*Your instructions:*
Find the line with "let mut seen = 0;" in the records below. Copy it and every line after it, up to and including the line with "on_row(&row)?;".

[Opening Dataset section]

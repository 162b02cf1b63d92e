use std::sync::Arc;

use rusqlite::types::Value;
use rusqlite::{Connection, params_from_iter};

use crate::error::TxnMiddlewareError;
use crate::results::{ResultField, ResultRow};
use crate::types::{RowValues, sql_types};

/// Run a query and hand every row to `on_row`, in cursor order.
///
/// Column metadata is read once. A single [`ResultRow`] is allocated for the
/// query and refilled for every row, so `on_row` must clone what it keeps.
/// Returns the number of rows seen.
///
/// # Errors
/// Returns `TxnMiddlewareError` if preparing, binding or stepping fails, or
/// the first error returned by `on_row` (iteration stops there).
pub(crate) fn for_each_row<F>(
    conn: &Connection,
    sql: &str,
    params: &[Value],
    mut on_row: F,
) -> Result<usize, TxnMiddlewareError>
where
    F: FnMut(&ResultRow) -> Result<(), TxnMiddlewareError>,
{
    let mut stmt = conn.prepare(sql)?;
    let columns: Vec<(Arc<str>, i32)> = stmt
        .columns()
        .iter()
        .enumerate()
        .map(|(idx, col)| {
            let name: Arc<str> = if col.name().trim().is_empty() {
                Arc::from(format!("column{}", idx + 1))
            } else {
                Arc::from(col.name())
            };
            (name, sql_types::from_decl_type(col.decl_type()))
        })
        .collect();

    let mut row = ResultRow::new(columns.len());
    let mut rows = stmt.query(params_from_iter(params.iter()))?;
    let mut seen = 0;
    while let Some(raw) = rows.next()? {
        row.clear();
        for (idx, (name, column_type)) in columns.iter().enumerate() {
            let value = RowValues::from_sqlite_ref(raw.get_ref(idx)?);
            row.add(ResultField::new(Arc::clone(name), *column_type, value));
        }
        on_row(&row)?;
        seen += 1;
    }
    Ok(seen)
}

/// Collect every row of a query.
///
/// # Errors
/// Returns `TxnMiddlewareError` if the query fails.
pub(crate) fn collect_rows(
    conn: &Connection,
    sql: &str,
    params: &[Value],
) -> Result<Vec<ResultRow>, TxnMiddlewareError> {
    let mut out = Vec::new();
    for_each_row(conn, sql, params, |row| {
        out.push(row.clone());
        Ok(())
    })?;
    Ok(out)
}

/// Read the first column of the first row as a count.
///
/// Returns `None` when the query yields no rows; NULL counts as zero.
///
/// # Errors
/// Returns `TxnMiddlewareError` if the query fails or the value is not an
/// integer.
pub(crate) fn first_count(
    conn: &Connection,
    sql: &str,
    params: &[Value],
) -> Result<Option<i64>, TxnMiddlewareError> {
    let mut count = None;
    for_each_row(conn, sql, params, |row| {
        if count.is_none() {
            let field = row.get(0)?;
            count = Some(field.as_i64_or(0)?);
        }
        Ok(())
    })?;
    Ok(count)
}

[Closing Dataset section]
[Opening Dataset section]

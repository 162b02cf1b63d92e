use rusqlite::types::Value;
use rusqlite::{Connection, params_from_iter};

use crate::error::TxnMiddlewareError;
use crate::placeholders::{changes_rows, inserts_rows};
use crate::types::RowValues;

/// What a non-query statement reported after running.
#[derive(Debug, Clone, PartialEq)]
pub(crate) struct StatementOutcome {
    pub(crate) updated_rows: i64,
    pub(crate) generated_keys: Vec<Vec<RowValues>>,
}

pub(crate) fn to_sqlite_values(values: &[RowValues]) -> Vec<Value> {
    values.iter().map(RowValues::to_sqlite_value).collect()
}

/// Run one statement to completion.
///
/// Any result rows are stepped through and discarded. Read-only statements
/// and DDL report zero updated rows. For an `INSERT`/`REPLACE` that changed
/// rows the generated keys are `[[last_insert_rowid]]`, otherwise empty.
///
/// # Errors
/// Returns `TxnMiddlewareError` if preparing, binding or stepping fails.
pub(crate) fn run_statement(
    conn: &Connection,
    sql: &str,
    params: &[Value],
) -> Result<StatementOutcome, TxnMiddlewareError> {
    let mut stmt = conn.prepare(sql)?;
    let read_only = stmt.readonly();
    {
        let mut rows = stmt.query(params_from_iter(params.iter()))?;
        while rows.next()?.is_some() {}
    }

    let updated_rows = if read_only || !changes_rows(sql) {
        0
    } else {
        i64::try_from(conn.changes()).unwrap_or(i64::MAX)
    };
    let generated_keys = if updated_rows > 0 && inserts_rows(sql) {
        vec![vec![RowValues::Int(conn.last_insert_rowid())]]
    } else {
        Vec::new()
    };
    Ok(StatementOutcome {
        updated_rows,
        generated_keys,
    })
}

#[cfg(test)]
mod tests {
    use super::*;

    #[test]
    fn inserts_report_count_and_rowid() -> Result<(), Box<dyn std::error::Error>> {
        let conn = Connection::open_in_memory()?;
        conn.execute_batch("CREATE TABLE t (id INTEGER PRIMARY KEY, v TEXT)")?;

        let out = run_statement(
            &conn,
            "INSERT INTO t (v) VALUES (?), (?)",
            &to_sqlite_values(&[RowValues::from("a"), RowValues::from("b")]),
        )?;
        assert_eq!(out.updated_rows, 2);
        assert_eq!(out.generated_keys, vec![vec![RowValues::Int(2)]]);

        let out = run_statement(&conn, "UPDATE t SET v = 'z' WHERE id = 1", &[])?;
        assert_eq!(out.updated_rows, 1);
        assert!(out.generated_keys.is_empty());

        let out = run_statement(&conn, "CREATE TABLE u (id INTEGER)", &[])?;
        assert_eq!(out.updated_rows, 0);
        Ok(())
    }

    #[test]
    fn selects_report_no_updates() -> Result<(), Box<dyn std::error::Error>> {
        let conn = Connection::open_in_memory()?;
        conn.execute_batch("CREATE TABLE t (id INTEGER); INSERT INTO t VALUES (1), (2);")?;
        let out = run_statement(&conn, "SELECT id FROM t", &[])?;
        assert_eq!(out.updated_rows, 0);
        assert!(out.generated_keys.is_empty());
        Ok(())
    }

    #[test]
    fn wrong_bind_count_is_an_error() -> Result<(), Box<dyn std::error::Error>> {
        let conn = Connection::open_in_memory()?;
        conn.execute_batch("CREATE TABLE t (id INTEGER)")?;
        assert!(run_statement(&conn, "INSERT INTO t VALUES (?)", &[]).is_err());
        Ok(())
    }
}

[Closing Dataset section]

*Solution to this exercise:*
    let mut seen = 0;
    while let Some(raw) = rows.next()? {
        row.clear();
        for (idx, (name, column_type)) in columns.iter().enumerate() {
            let value = RowValues::from_sqlite_ref(raw.get_ref(idx)?);
            row.add(ResultField::new(Arc::clone(name), *column_type, value));
        }
        on_row(&row)?;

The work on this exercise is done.